TASK TO CARRY OUT -> Only the lines holding "CategoryQuery" are wanted. Copy every one from the records below.

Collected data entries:
※ ※ ※
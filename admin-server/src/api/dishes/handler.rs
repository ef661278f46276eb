//! Dish API Handlers

use axum::{
    Json,
    extract::{Path, Query, State},
};
use serde::Deserialize;

use crate::auth::CurrentUser;
use crate::core::ServerState;
use crate::services;
use shared::error::{ApiResponse, AppResult};
use shared::models::{Dish, DishCreate, DishPageQuery, DishUpdate};
use shared::page::PageResult;

#[derive(Debug, Deserialize)]
pub struct IdQuery {
    pub id: i64,
}

#[derive(Debug, Deserialize)]
pub struct CategoryQuery {
    pub category_id: i64,
}

/// POST /admin/dish - create a dish (stored off sale)
pub async fn create(
    State(state): State<ServerState>,
    user: CurrentUser,
    Json(payload): Json<DishCreate>,
) -> AppResult<ApiResponse<Dish>> {
    let dish = services::dish::add(&state.pool, user.id, payload).await?;
    Ok(ApiResponse::success(dish))
}

/// PUT /admin/dish - partial update
pub async fn update(
    State(state): State<ServerState>,
    user: CurrentUser,
    Json(payload): Json<DishUpdate>,
) -> AppResult<ApiResponse<Dish>> {
    let dish = services::dish::update(&state.pool, user.id, payload).await?;
    Ok(ApiResponse::success(dish))
}

/// DELETE /admin/dish?id= - delete when off sale and unbundled
pub async fn remove(
    State(state): State<ServerState>,
    Query(query): Query<IdQuery>,
) -> AppResult<ApiResponse<()>> {
    services::dish::delete(&state.pool, query.id).await?;
    Ok(ApiResponse::ok())
}

/// GET /admin/dish/page - paged query with name/category/status filters
pub async fn page(
    State(state): State<ServerState>,
    Query(query): Query<DishPageQuery>,
) -> AppResult<ApiResponse<PageResult<Dish>>> {
    let result = services::dish::page(&state.pool, query).await?;
    Ok(ApiResponse::success(result))
}

/// POST /admin/dish/status/{status}?id= - put on or off sale
pub async fn update_status(
    State(state): State<ServerState>,
    Path(status): Path<i32>,
    Query(query): Query<IdQuery>,
) -> AppResult<ApiResponse<()>> {
    services::dish::update_status(&state.pool, status, query.id).await?;
    Ok(ApiResponse::ok())
}

/// GET /admin/dish/{id}
pub async fn get_by_id(
    State(state): State<ServerState>,
    Path(id): Path<i64>,
) -> AppResult<ApiResponse<Dish>> {
    let dish = services::dish::get_by_id(&state.pool, id).await?;
    Ok(ApiResponse::success(dish))
}

/// GET /admin/dish/list?category_id= - enabled dishes of a category
pub async fn list(
    State(state): State<ServerState>,
    Query(query): Query<CategoryQuery>,
) -> AppResult<ApiResponse<Vec<Dish>>> {
    let dishes = services::dish::list_by_category(&state.pool, query.category_id).await?;
    Ok(ApiResponse::success(dishes))
}
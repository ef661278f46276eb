//! Repository Module
//!
//! Thin SQL layer: free functions over `&SqlitePool` issuing parameterized
//! statements against the `category`, `employee`, `dish` and `setmeal`
//! tables. Business rules live one layer up in [`crate::services`].

pub mod category;
pub mod dish;
pub mod employee;
pub mod setmeal;

#[cfg(test)]
pub(crate) mod test_support;

use shared::error::{AppError, ErrorCode};
use thiserror::Error;

/// Repository error types
#[derive(Debug, Error)]
pub enum RepoError {
    /// Unique-constraint violation (concurrent duplicate insert)
    #[error("Duplicate: {0}")]
    Duplicate(String),

    #[error("Database error: {0}")]
    Database(String),
}

impl From<sqlx::Error> for RepoError {
    fn from(err: sqlx::Error) -> Self {
        if let sqlx::Error::Database(ref db_err) = err
            && db_err.is_unique_violation()
        {
            return RepoError::Duplicate(db_err.to_string());
        }
        RepoError::Database(err.to_string())
    }
}

impl From<RepoError> for AppError {
    fn from(err: RepoError) -> Self {
        match err {
            RepoError::Duplicate(msg) => {
                tracing::warn!(target: "database", error = %msg, "Unique constraint violated");
                AppError::new(ErrorCode::AlreadyExists)
            }
            RepoError::Database(msg) => {
                // Internal detail stays in the log; clients get the generic code
                tracing::error!(target: "database", error = %msg, "Database error occurred");
                AppError::new(ErrorCode::DatabaseError)
            }
        }
    }
}

/// Result type for repository operations
pub type RepoResult<T> = Result<T, RepoError>;
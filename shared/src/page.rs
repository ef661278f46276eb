//! Pagination envelope

use serde::{Deserialize, Serialize};

/// One page of query results
///
/// `total` is the count of rows matching the filters, not the page size.
#[derive(Debug, Clone, Serialize, Deserialize)]
pub struct PageResult<T> {
    pub total: i64,
    pub records: Vec<T>,
}

impl<T> PageResult<T> {
    pub fn new(total: i64, records: Vec<T>) -> Self {
        Self { total, records }
    }

    /// An empty page
    pub fn empty() -> Self {
        Self {
            total: 0,
            records: Vec::new(),
        }
    }
}

/// Normalize raw page parameters into (limit, offset)
///
/// Page numbers are 1-based; out-of-range values are clamped
/// (page >= 1, 1 <= page_size <= 100).
pub fn to_limit_offset(page: Option<i64>, page_size: Option<i64>) -> (i64, i64) {
    let page = page.unwrap_or(1).max(1);
    let page_size = page_size.unwrap_or(10).clamp(1, 100);
    (page_size, (page - 1) * page_size)
}

#[cfg(test)]
mod tests {
    use super::*;

    #[test]
    fn test_defaults() {
        assert_eq!(to_limit_offset(None, None), (10, 0));
    }

    #[test]
    fn test_second_page() {
        assert_eq!(to_limit_offset(Some(2), Some(20)), (20, 20));
    }

    #[test]
    fn test_clamping() {
        assert_eq!(to_limit_offset(Some(0), Some(0)), (1, 0));
        assert_eq!(to_limit_offset(Some(-3), Some(1000)), (100, 0));
    }

    #[test]
    fn test_serialize() {
        let page = PageResult::new(3, vec!["a", "b"]);
        let json = serde_json::to_string(&page).unwrap();
        assert_eq!(json, r#"{"total":3,"records":["a","b"]}"#);
    }
}
//! Database Module
//!
//! Handles the SQLite connection pool and migrations

pub mod repository;

use shared::error::AppError;
use sqlx::SqlitePool;
use sqlx::sqlite::{SqliteConnectOptions, SqliteJournalMode, SqlitePoolOptions, SqliteSynchronous};
use std::str::FromStr;

/// Database service — owns a SQLite connection pool
#[derive(Clone)]
pub struct DbService {
    pub pool: SqlitePool,
}

impl DbService {
    /// Create a new database service with WAL mode and migrations applied
    pub async fn new(db_path: &str) -> Result<Self, AppError> {
        // Build connection options: WAL, foreign keys, normal sync
        let options = SqliteConnectOptions::from_str(&format!("sqlite:{db_path}"))
            .map_err(|e| AppError::database(format!("Invalid database path: {e}")))?
            .create_if_missing(true)
            .journal_mode(SqliteJournalMode::Wal)
            .synchronous(SqliteSynchronous::Normal)
            .pragma("foreign_keys", "ON")
            .optimize_on_close(true, None);

        let pool = SqlitePoolOptions::new()
            .max_connections(5)
            .connect_with(options)
            .await
            .map_err(|e| AppError::database(format!("Failed to open database: {e}")))?;

        // busy_timeout: wait 5s on write contention instead of failing
        sqlx::query("PRAGMA busy_timeout = 5000;")
            .execute(&pool)
            .await
            .map_err(|e| AppError::database(format!("Failed to set busy_timeout: {e}")))?;

        tracing::info!("Database connection established (SQLite WAL, busy_timeout=5000ms)");

        // Run migrations (ignore previously applied but now removed migrations)
        sqlx::migrate!("./migrations")
            .set_ignore_missing(true)
            .run(&pool)
            .await
            .map_err(|e| AppError::database(format!("Failed to apply migrations: {e}")))?;
        tracing::info!("Database migrations applied");

        Ok(Self { pool })
    }
}
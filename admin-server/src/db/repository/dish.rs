//! Dish Repository

use super::RepoResult;
use shared::models::{Dish, status};
use shared::page::PageResult;
use sqlx::SqlitePool;

pub async fn find_by_id(pool: &SqlitePool, id: i64) -> RepoResult<Option<Dish>> {
    let dish = sqlx::query_as::<_, Dish>(
        "SELECT id, category_id, name, price, image, description, status, create_time, update_time, create_user, update_user FROM dish WHERE id = ?",
    )
    .bind(id)
    .fetch_optional(pool)
    .await?;
    Ok(dish)
}

pub async fn find_by_name(pool: &SqlitePool, name: &str) -> RepoResult<Option<Dish>> {
    let dish = sqlx::query_as::<_, Dish>(
        "SELECT id, category_id, name, price, image, description, status, create_time, update_time, create_user, update_user FROM dish WHERE name = ? LIMIT 1",
    )
    .bind(name)
    .fetch_optional(pool)
    .await?;
    Ok(dish)
}

/// Number of dishes referencing a category
pub async fn count_by_category(pool: &SqlitePool, category_id: i64) -> RepoResult<i64> {
    let count: i64 = sqlx::query_scalar("SELECT COUNT(*) FROM dish WHERE category_id = ?")
        .bind(category_id)
        .fetch_one(pool)
        .await?;
    Ok(count)
}

/// Number of setmeal_dish rows referencing a dish
pub async fn count_setmeal_refs(pool: &SqlitePool, dish_id: i64) -> RepoResult<i64> {
    let count: i64 = sqlx::query_scalar("SELECT COUNT(*) FROM setmeal_dish WHERE dish_id = ?")
        .bind(dish_id)
        .fetch_one(pool)
        .await?;
    Ok(count)
}

pub async fn insert(pool: &SqlitePool, dish: &Dish) -> RepoResult<()> {
    sqlx::query(
        "INSERT INTO dish (id, category_id, name, price, image, description, status, create_time, update_time, create_user, update_user) VALUES (?, ?, ?, ?, ?, ?, ?, ?, ?, ?, ?)",
    )
    .bind(dish.id)
    .bind(dish.category_id)
    .bind(&dish.name)
    .bind(dish.price)
    .bind(&dish.image)
    .bind(&dish.description)
    .bind(dish.status)
    .bind(dish.create_time)
    .bind(dish.update_time)
    .bind(dish.create_user)
    .bind(dish.update_user)
    .execute(pool)
    .await?;
    Ok(())
}

/// Partial update: absent fields keep their stored value
#[allow(clippy::too_many_arguments)]
pub async fn update_fields(
    pool: &SqlitePool,
    id: i64,
    category_id: Option<i64>,
    name: Option<&str>,
    price: Option<i64>,
    image: Option<&str>,
    description: Option<&str>,
    update_time: i64,
    update_user: i64,
) -> RepoResult<u64> {
    let rows = sqlx::query(
        "UPDATE dish SET category_id = COALESCE(?1, category_id), name = COALESCE(?2, name), price = COALESCE(?3, price), image = COALESCE(?4, image), description = COALESCE(?5, description), update_time = ?6, update_user = ?7 WHERE id = ?8",
    )
    .bind(category_id)
    .bind(name)
    .bind(price)
    .bind(image)
    .bind(description)
    .bind(update_time)
    .bind(update_user)
    .bind(id)
    .execute(pool)
    .await?;
    Ok(rows.rows_affected())
}

/// Minimal update touching only the status column
pub async fn update_status(pool: &SqlitePool, dish_status: i32, id: i64) -> RepoResult<u64> {
    let rows = sqlx::query("UPDATE dish SET status = ? WHERE id = ?")
        .bind(dish_status)
        .bind(id)
        .execute(pool)
        .await?;
    Ok(rows.rows_affected())
}

pub async fn delete(pool: &SqlitePool, id: i64) -> RepoResult<u64> {
    let rows = sqlx::query("DELETE FROM dish WHERE id = ?")
        .bind(id)
        .execute(pool)
        .await?;
    Ok(rows.rows_affected())
}

/// Paged query with optional name-substring, category and status filters
pub async fn page(
    pool: &SqlitePool,
    name: Option<&str>,
    category_id: Option<i64>,
    dish_status: Option<i32>,
    limit: i64,
    offset: i64,
) -> RepoResult<PageResult<Dish>> {
    let total: i64 = sqlx::query_scalar(
        "SELECT COUNT(*) FROM dish WHERE (?1 IS NULL OR name LIKE '%' || ?1 || '%') AND (?2 IS NULL OR category_id = ?2) AND (?3 IS NULL OR status = ?3)",
    )
    .bind(name)
    .bind(category_id)
    .bind(dish_status)
    .fetch_one(pool)
    .await?;

    let records = sqlx::query_as::<_, Dish>(
        "SELECT id, category_id, name, price, image, description, status, create_time, update_time, create_user, update_user FROM dish WHERE (?1 IS NULL OR name LIKE '%' || ?1 || '%') AND (?2 IS NULL OR category_id = ?2) AND (?3 IS NULL OR status = ?3) ORDER BY create_time DESC LIMIT ?4 OFFSET ?5",
    )
    .bind(name)
    .bind(category_id)
    .bind(dish_status)
    .bind(limit)
    .bind(offset)
    .fetch_all(pool)
    .await?;

    Ok(PageResult::new(total, records))
}

/// Enabled dishes of a category
pub async fn list_by_category(pool: &SqlitePool, category_id: i64) -> RepoResult<Vec<Dish>> {
    let dishes = sqlx::query_as::<_, Dish>(
        "SELECT id, category_id, name, price, image, description, status, create_time, update_time, create_user, update_user FROM dish WHERE category_id = ? AND status = ? ORDER BY create_time DESC",
    )
    .bind(category_id)
    .bind(status::ENABLED)
    .fetch_all(pool)
    .await?;
    Ok(dishes)
}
※ ※ ※
SOLUTION ->
pub struct CategoryQuery {
    Query(query): Query<CategoryQuery>,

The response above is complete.